Finished another For Beginners book today. Stephen Hawking for Beginners tells the story of how he started out in the world of theoretical physics, his research into black holes and quantum gravity, how he does research in spite of being afflicted with ALS (amyotrophic lateral sclerosis), plus some funny anecdotes.
Stephen Hawking first noticed something's wrong in the spring of 1962 when he found it hard to tie his shoelaces. He had contacted ALS, the motor neurone disease, and doctors gave him two years to live. That was his last year in Oxford. It is said that he spent he next few months in deep depression, drinking and listening to Wagner. Near the end of his term at Oxford, he took a bad fall down a staircase (probably due to ALS). He temporarily lost his memory, and couldn't even remember his name. Worried about a possible permanent brain damage, he took the Mensa test for individuals. He scored between 200 and 250.

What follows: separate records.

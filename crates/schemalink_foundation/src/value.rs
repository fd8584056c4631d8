//! The raw, parsed form of schema documents.
//!
//! The document parser (outside this workspace) hands the engine a nested
//! mapping of scalars, lists and string-keyed maps. Map keys keep their
//! document order, which matters for base lists and pointer declaration
//! order.

use std::fmt;

use indexmap::IndexMap;

#[cfg(feature = "serde")]
use serde::{Deserialize, Serialize};

/// An order-preserving string-keyed mapping.
pub type RawMap = IndexMap<String, RawValue>;

/// A raw document value.
#[derive(Clone, Debug, PartialEq, Default)]
#[cfg_attr(feature = "serde", derive(Serialize, Deserialize))]
#[cfg_attr(feature = "serde", serde(untagged))]
pub enum RawValue {
    /// Absent or explicit null.
    #[default]
    Null,
    /// Boolean scalar.
    Bool(bool),
    /// Integer scalar.
    Int(i64),
    /// Floating point scalar.
    Float(f64),
    /// String scalar.
    Str(String),
    /// Sequence.
    List(Vec<RawValue>),
    /// Mapping.
    Map(RawMap),
}

impl RawValue {
    /// Creates an empty mapping.
    #[must_use]
    pub fn map() -> Self {
        Self::Map(RawMap::new())
    }

    /// Returns the name of this value's shape, for error messages.
    #[must_use]
    pub fn type_name(&self) -> &'static str {
        match self {
            Self::Null => "null",
            Self::Bool(_) => "bool",
            Self::Int(_) => "int",
            Self::Float(_) => "float",
            Self::Str(_) => "string",
            Self::List(_) => "list",
            Self::Map(_) => "map",
        }
    }

    /// Returns true for null.
    #[must_use]
    pub fn is_null(&self) -> bool {
        matches!(self, Self::Null)
    }

    /// Returns true for bool, number and string values.
    #[must_use]
    pub fn is_scalar(&self) -> bool {
        matches!(
            self,
            Self::Bool(_) | Self::Int(_) | Self::Float(_) | Self::Str(_)
        )
    }

    /// Returns true for int and float values.
    #[must_use]
    pub fn is_number(&self) -> bool {
        matches!(self, Self::Int(_) | Self::Float(_))
    }

    /// Returns the boolean, if this is one.
    #[must_use]
    pub fn as_bool(&self) -> Option<bool> {
        match self {
            Self::Bool(b) => Some(*b),
            _ => None,
        }
    }

    /// Returns the integer, if this is one.
    #[must_use]
    pub fn as_int(&self) -> Option<i64> {
        match self {
            Self::Int(i) => Some(*i),
            _ => None,
        }
    }

    /// Returns the string slice, if this is a string.
    #[must_use]
    pub fn as_str(&self) -> Option<&str> {
        match self {
            Self::Str(s) => Some(s),
            _ => None,
        }
    }

    /// Returns the elements, if this is a list.
    #[must_use]
    pub fn as_list(&self) -> Option<&[RawValue]> {
        match self {
            Self::List(items) => Some(items),
            _ => None,
        }
    }

    /// Returns the entries, if this is a map.
    #[must_use]
    pub fn as_map(&self) -> Option<&RawMap> {
        match self {
            Self::Map(map) => Some(map),
            _ => None,
        }
    }

    /// Looks up a key in a map value.
    #[must_use]
    pub fn get(&self, key: &str) -> Option<&RawValue> {
        self.as_map().and_then(|m| m.get(key))
    }

    /// Views a value as a list: lists as-is, null as empty, anything else
    /// as a single element.
    #[must_use]
    pub fn to_list(&self) -> Vec<RawValue> {
        match self {
            Self::Null => Vec::new(),
            Self::List(items) => items.clone(),
            other => vec![other.clone()],
        }
    }
}

impl From<bool> for RawValue {
    fn from(b: bool) -> Self {
        Self::Bool(b)
    }
}

impl From<i64> for RawValue {
    fn from(i: i64) -> Self {
        Self::Int(i)
    }
}

impl From<f64> for RawValue {
    fn from(f: f64) -> Self {
        Self::Float(f)
    }
}

impl From<&str> for RawValue {
    fn from(s: &str) -> Self {
        Self::Str(s.to_string())
    }
}

impl From<String> for RawValue {
    fn from(s: String) -> Self {
        Self::Str(s)
    }
}

impl From<Vec<RawValue>> for RawValue {
    fn from(items: Vec<RawValue>) -> Self {
        Self::List(items)
    }
}

impl From<RawMap> for RawValue {
    fn from(map: RawMap) -> Self {
        Self::Map(map)
    }
}

impl<K: Into<String>> FromIterator<(K, RawValue)> for RawValue {
    fn from_iter<I: IntoIterator<Item = (K, RawValue)>>(iter: I) -> Self {
        Self::Map(iter.into_iter().map(|(k, v)| (k.into(), v)).collect())
    }
}

impl fmt::Display for RawValue {
    fn fmt(&self, f: &mut fmt::Formatter<'_>) -> fmt::Result {
        match self {
            Self::Null => write!(f, "null"),
            Self::Bool(b) => write!(f, "{b}"),
            Self::Int(i) => write!(f, "{i}"),
            Self::Float(x) => write!(f, "{x}"),
            Self::Str(s) => write!(f, "{s:?}"),
            Self::List(items) => {
                write!(f, "[")?;
                for (i, item) in items.iter().enumerate() {
                    if i > 0 {
                        write!(f, ", ")?;
                    }
                    write!(f, "{item}")?;
                }
                write!(f, "]")
            }
            Self::Map(map) => {
                write!(f, "{{")?;
                for (i, (k, v)) in map.iter().enumerate() {
                    if i > 0 {
                        write!(f, ", ")?;
                    }
                    write!(f, "{k:?}: {v}")?;
                }
                write!(f, "}}")
            }
        }
    }
}

// =============================================================================
// Tests
// =============================================================================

Another anecdote goes that the class was asked to work on thirteen problems from Electricity and Magnetism by Bleaney & Bleaney. His classmates have been working on the problems for weeks, but only managed to solve one or two. Hawking left it to the last day, spending one morning doing the problems, but managed to finish only the first ten.
The guy is obviously a prodigy, but what makes his achievements even more remarkable is his paralysis. Unlike other scientists, he can't draw out his ideas. He can't perform page-long calculations on equations, writing down intermediate results and referring back to them. Everything has to be done in his head - all mental pictures and mental equations.
At the latter part of the book, the author makes a case as to why Hawking deserves to go to the Royal Academy of Sciences in Stockholm and pick up his Nobel Prize. It's not going to be easy because the award calls for theoretical discoveries to be verified by experiment. And for cosmologists like Hawking, who deal with theories involving the whole Universe, this might take forever.